Atticus walked to the corner of the porch. He looked at the wisteria vine. In his own way, I thought, each was as stubborn as the other. I wondered who would give in first. Atticus’s stubbornness was quiet and rarely evident, but in some ways he was as set as the Cunninghams. Mr. Tate’s was unschooled and blunt, but it was equal to my father’s.

 

“Heck,” Atticus’s back was turned. “If this thing’s hushed up it’ll be a simple denial to Jem of the way I’ve tried to raise him. Sometimes I think I’m a total failure as a parent, but I’m all they’ve got.

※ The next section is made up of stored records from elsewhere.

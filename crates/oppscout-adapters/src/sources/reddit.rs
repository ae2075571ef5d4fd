use std::collections::HashSet;

use async_trait::async_trait;
use oppscout_core::{Candidate, Category};
use tracing::debug;

use super::{decode_json, load_listings};
use crate::raw::{RedditListing, RedditPost};
use crate::registry::SourceConfig;
use crate::{truncate_chars, AdapterError, Crawlability, FetchContext, RawItem, SourceFetcher};

const DEFAULT_LISTINGS: &[&str] = &[
    "https://www.reddit.com/r/ethdev/new.json?limit=25",
    "https://www.reddit.com/r/solana/new.json?limit=25",
    "https://www.reddit.com/r/cryptocurrency/new.json?limit=25",
    "https://www.reddit.com/r/rust/new.json?limit=25",
    "https://www.reddit.com/r/web3/new.json?limit=25",
];

/// Posts without one of these are discussion, not opportunities.
const OPPORTUNITY_KEYWORDS: &[&str] = &["hackathon", "grant", "bounty", "apply", "testnet", "airdrop"];

const TITLE_CHARS: usize = 100;
const DESCRIPTION_CHARS: usize = 500;

pub struct RedditFetcher {
    config: SourceConfig,
}

impl RedditFetcher {
    pub fn new(config: SourceConfig) -> Self {
        Self { config }
    }
}

fn looks_like_opportunity(post: &RedditPost) -> bool {
    let text = format!("{} {}", post.title, post.selftext).to_lowercase();
    OPPORTUNITY_KEYWORDS.iter().any(|k| text.contains(k))
}

fn chain_for_subreddit(subreddit: &str) -> Option<String> {
    match subreddit.to_ascii_lowercase().as_str() {
        "solana" => Some("Solana".to_string()),
        "ethdev" | "ethereum" => Some("Ethereum".to_string()),
        _ => None,
    }
}

fn post_to_candidate(post: RedditPost) -> Candidate {
    let text = format!("{} {}", post.title, post.selftext);
    let category = Category::infer(&text);
    let description = if post.selftext.trim().is_empty() {
        post.title.clone()
    } else {
        truncate_chars(post.selftext.trim(), DESCRIPTION_CHARS)
    };
    let url = post
        .url
        .clone()
        .filter(|u| !u.trim().is_empty())
        .unwrap_or_else(|| format!("https://reddit.com{}", post.permalink.as_deref().unwrap_or_default()));

    Candidate {
        title: truncate_chars(post.title.trim(), TITLE_CHARS),
        description,
        url,
        source: "Reddit".to_string(),
        source_native_id: Some(post.id.clone()),
        category: Some(category),
        chain: chain_for_subreddit(&post.subreddit),
        reward_pool: None,
        deadline: None,
        tags: vec![category.to_string(), "Reddit".to_string(), post.subreddit],
        required_skills: Vec::new(),
        is_verified: false,
    }
}

#[async_trait]
impl SourceFetcher for RedditFetcher {
    fn source_id(&self) -> &'static str {
        "reddit"
    }

    fn source_name(&self) -> &'static str {
        "Reddit"
    }

    fn crawlability(&self) -> Crawlability {
        Crawlability::Api
    }

    async fn fetch(&self, ctx: &FetchContext) -> Result<Vec<RawItem>, AdapterError> {
        let pages = load_listings(ctx, &self.config, "raw.json", DEFAULT_LISTINGS).await?;
        let mut items = Vec::new();
        for page in pages {
            let listing: RedditListing = decode_json("Reddit", &page.body)?;
            debug!(url = %page.url, posts = listing.data.children.len(), "reddit listing decoded");
            items.extend(listing.data.children.into_iter().map(|c| RawItem::Reddit(c.data)));
        }
        Ok(items)
    }

    fn parse(&self, raw: Vec<RawItem>) -> Result<Vec<Candidate>, AdapterError> {
        let mut seen = HashSet::new();
        let mut out = Vec::new();
        for item in raw {
            let RawItem::Reddit(post) = item else {
                return Err(AdapterError::ForeignPayload {
                    fetcher: "reddit",
                    found: item.kind(),
                });
            };
            if !looks_like_opportunity(&post) || !seen.insert(post.id.clone()) {
                continue;
            }
            out.push(post_to_candidate(post));
        }
        Ok(out)
    }
}
impl WinProbability {
    pub fn from_label(label: &str) -> Option<Self> {
        match label.trim().to_ascii_lowercase().as_str() {
            "low" => Some(WinProbability::Low),
            "medium" | "moderate" => Some(WinProbability::Medium),
            "high" => Some(WinProbability::High),
            _ => None,
        }
    }

    pub fn as_str(&self) -> &'static str {
        match self {
            WinProbability::Low => "Low",
            WinProbability::Medium => "Medium",
            WinProbability::High => "High",
        }
    }
}

#[derive(Debug, Clone, Copy, PartialEq, Eq, Serialize, Deserialize)]
pub enum Difficulty {
    Beginner,
    Intermediate,
    Expert,
}

impl Difficulty {
    pub fn from_label(label: &str) -> Option<Self> {
        match label.trim().to_ascii_lowercase().as_str() {
            "beginner" | "easy" => Some(Difficulty::Beginner),
            "intermediate" | "medium" => Some(Difficulty::Intermediate),
            "expert" | "advanced" | "hard" => Some(Difficulty::Expert),
            _ => None,
        }
    }

    pub fn as_str(&self) -> &'static str {
        match self {
            Difficulty::Beginner => "Beginner",
            Difficulty::Intermediate => "Intermediate",
            Difficulty::Expert => "Expert",
        }
    }
}

#[derive(Debug, Clone, Copy, PartialEq, Eq, Serialize, Deserialize)]
pub enum RiskLevel {
    Low,
    Medium,
    High,
    Critical,
}

impl RiskLevel {
    pub fn from_label(label: &str) -> Option<Self> {
        match label.trim().to_ascii_lowercase().as_str() {
            "low" => Some(RiskLevel::Low),
            "medium" => Some(RiskLevel::Medium),
            "high" => Some(RiskLevel::High),
            "critical" => Some(RiskLevel::Critical),
            _ => None,
        }
    }

    pub fn as_str(&self) -> &'static str {
        match self {
            RiskLevel::Low => "Low",
            RiskLevel::Medium => "Medium",
            RiskLevel::High => "High",
            RiskLevel::Critical => "Critical",
        }
    }
}

/// Semantic risk signal from the classification service's companion endpoint.
#[derive(Debug, Clone, PartialEq, Eq, Serialize, Deserialize)]
pub struct RiskAssessment {
    pub risk_score: u8,
    pub risk_level: Option<RiskLevel>,
    pub flags: Vec<String>,
}

/// Clamp any integer score into the 0..=100 range used by every score field.
pub fn clamp_score(value: i64) -> u8 {
    value.clamp(0, 100) as u8
}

Before Jem looks at anyone else he looks at me, and I’ve tried to live so I can look squarely back at him… if I connived at something like this, frankly I couldn’t meet his eye, and the day I can’t do that I’ll know I’ve lost him. I don’t want to lose him and Scout, because they’re all I’ve got.”

 

“Mr. Finch.” Mr. Tate was still planted to the floorboards. “Bob Ewell fell on his knife. I can prove it.”

 

Atticus wheeled around. His hands dug into his pockets. “Heck, can’t you even try to see it my way? You’ve got children of your own, but I’m older than you. When mine are grown I’ll be an old man if I’m still around, but right now I’m—if they don’t trust me they won’t trust anybody. Jem and Scout know what happened. If they hear of me saying downtown something different happened—Heck, I won’t have them any more. I can’t live one way in town and another way in my home.”

 

Mr. Tate rocked on his heels and said patiently, “He’d flung Jem down, he stumbled over a root under that tree and—look, I can show you.”

 

Mr. Tate reached in his side pocket and withdrew a long switchblade knife. As he did so, Dr. Reynolds came to the door. “The son—deceased’s under that tree, doctor, just inside the schoolyard. Got a flashlight? Better have this one.”

 

“I can ease around and turn my car lights on,” said Dr. Reynolds, but he took Mr. Tate’s flashlight. “Jem’s all right. He won’t wake up tonight, I hope, so don’t worry. That the knife that killed him, Heck?”

 

“No sir, still in him. Looked like a kitchen knife from the handle. Ken oughta be there with the hearse by now, doctor, ‘night.”

 

Mr. Tate flicked open the knife. “It was like this,” he said. He held the knife and pretended to stumble; as he leaned forward his left arm went down in front of him. “See there? Stabbed himself through that soft stuff between his ribs. His whole weight drove it in.”

 

Mr. Tate closed the knife and jammed it back in his pocket. “Scout is eight years old,” he said. “She was too scared to know exactly what went on.”

 

“You’d be surprised,” Atticus said grimly.

 

“I’m not sayin‘ she made it up, I’m sayin’ she was too scared to know exactly what happened. It was mighty dark out there, black as ink. ‘d take somebody mighty used to the dark to make a competent witness…”

 

“I won’t have it,” Atticus said softly.

 

“God damn it, I’m not thinking of Jem!”